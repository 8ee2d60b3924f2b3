//! swcache - offline-first cache manager
//!
//! CLI entry point that dispatches to subcommands.

use clap::Parser;
use console::style;
use std::process::ExitCode;
use swcache::cli::{commands, Cli, Commands};
use swcache::config::{Config, ConfigManager};
use swcache::error::{SwError, SwResult};
use tracing::debug;
use tracing_subscriber::EnvFilter;

#[tokio::main]
async fn main() -> ExitCode {
    match run().await {
        Ok(()) => ExitCode::SUCCESS,
        Err(e) => {
            eprintln!("{} {}", style("Error:").red().bold(), e);
            if let Some(hint) = e.hint() {
                eprintln!("{} {}", style("Hint:").yellow(), hint);
            }
            ExitCode::FAILURE
        }
    }
}

fn init_logging(verbose: u8, config: &Config) {
    // 0 = warn (spinners only), 1 = info, 2+ = debug
    let filter = match verbose {
        0 => EnvFilter::new("swcache=warn"),
        1 => EnvFilter::new("swcache=info"),
        _ => EnvFilter::new("swcache=debug"),
    };

    let builder = tracing_subscriber::fmt()
        .with_env_filter(filter)
        .with_target(false)
        .with_writer(std::io::stderr);

    if config.general.log_format == "json" {
        builder.json().init();
    } else {
        builder.without_time().init();
    }
}

async fn run() -> SwResult<()> {
    let cli = Cli::parse();

    // Completions don't need config loading
    if let Commands::Completions(args) = cli.command {
        commands::completions(args);
        return Ok(());
    }

    let config_manager = if let Some(ref path) = cli.config {
        ConfigManager::with_path(path.clone())
    } else {
        ConfigManager::new()
    };

    // Find local config unless --no-local is set
    let local_config_path = if cli.no_local {
        None
    } else {
        let cwd = std::env::current_dir()
            .map_err(|e| SwError::io("getting current directory", e))?;
        ConfigManager::find_local_config(&cwd)
    };

    let mut config = config_manager
        .load_merged(local_config_path.as_deref())
        .await?;
    if let Some(dir) = cli.storage {
        config.storage.dir = Some(dir);
    }

    init_logging(cli.verbose, &config);
    match local_config_path {
        Some(ref path) => debug!("Using local config: {}", path.display()),
        None if cli.no_local => debug!("Local config discovery disabled (--no-local)"),
        None => {}
    }

    swcache::ui::init_theme();

    match cli.command {
        Commands::Completions(_) => unreachable!("Completions handled above"),
        Commands::Install(args) => commands::install(args, &config).await,
        Commands::Fetch(args) => commands::fetch(args, &config).await,
        Commands::Push(args) => commands::push(args, &config).await,
        Commands::Sync(args) => commands::sync(args, &config).await,
        Commands::Cache(args) => commands::cache(args, &config).await,
        Commands::Config(args) => commands::config(args, &config, &config_manager).await,
        Commands::Status => commands::status(&config).await,
    }
}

## Task to complete:
Exactly as given, please retype all the entries.

## Output for this exercise:
repository 8ee2d60b3924f2b3
//! swcache - offline-first cache manager
//!
//! CLI entry point that dispatches to subcommands.

use clap::Parser;
use console::style;
use std::process::ExitCode;
use swcache::cli::{commands, Cli, Commands};
use swcache::config::{Config, ConfigManager};
use swcache::error::{SwError, SwResult};
use tracing::debug;
use tracing_subscriber::EnvFilter;

#[tokio::main]
async fn main() -> ExitCode {
    match run().await {
        Ok(()) => ExitCode::SUCCESS,
        Err(e) => {
            eprintln!("{} {}", style("Error:").red().bold(), e);
            if let Some(hint) = e.hint() {
                eprintln!("{} {}", style("Hint:").yellow(), hint);
            }
            ExitCode::FAILURE
        }
    }
}

fn init_logging(verbose: u8, config: &Config) {
    // 0 = warn (spinners only), 1 = info, 2+ = debug
    let filter = match verbose {
        0 => EnvFilter::new("swcache=warn"),
        1 => EnvFilter::new("swcache=info"),
        _ => EnvFilter::new("swcache=debug"),
    };

    let builder = tracing_subscriber::fmt()
        .with_env_filter(filter)
        .with_target(false)
        .with_writer(std::io::stderr);

    if config.general.log_format == "json" {
        builder.json().init();
    } else {
        builder.without_time().init();
    }
}

async fn run() -> SwResult<()> {
    let cli = Cli::parse();

    // Completions don't need config loading
    if let Commands::Completions(args) = cli.command {
        commands::completions(args);
        return Ok(());
    }

    let config_manager = if let Some(ref path) = cli.config {
        ConfigManager::with_path(path.clone())
    } else {
        ConfigManager::new()
    };

    // Find local config unless --no-local is set
    let local_config_path = if cli.no_local {
        None
    } else {
        let cwd = std::env::current_dir()
            .map_err(|e| SwError::io("getting current directory", e))?;
        ConfigManager::find_local_config(&cwd)
    };

    let mut config = config_manager
        .load_merged(local_config_path.as_deref())
        .await?;
    if let Some(dir) = cli.storage {
        config.storage.dir = Some(dir);
    }

    init_logging(cli.verbose, &config);
    match local_config_path {
        Some(ref path) => debug!("Using local config: {}", path.display()),
        None if cli.no_local => debug!("Local config discovery disabled (--no-local)"),
        None => {}
    }

    swcache::ui::init_theme();

    match cli.command {
        Commands::Completions(_) => unreachable!("Completions handled above"),
        Commands::Install(args) => commands::install(args, &config).await,
        Commands::Fetch(args) => commands::fetch(args, &config).await,
        Commands::Push(args) => commands::push(args, &config).await,
        Commands::Sync(args) => commands::sync(args, &config).await,
        Commands::Cache(args) => commands::cache(args, &config).await,
        Commands::Config(args) => commands::config(args, &config, &config_manager).await,
        Commands::Status => commands::status(&config).await,
    }
}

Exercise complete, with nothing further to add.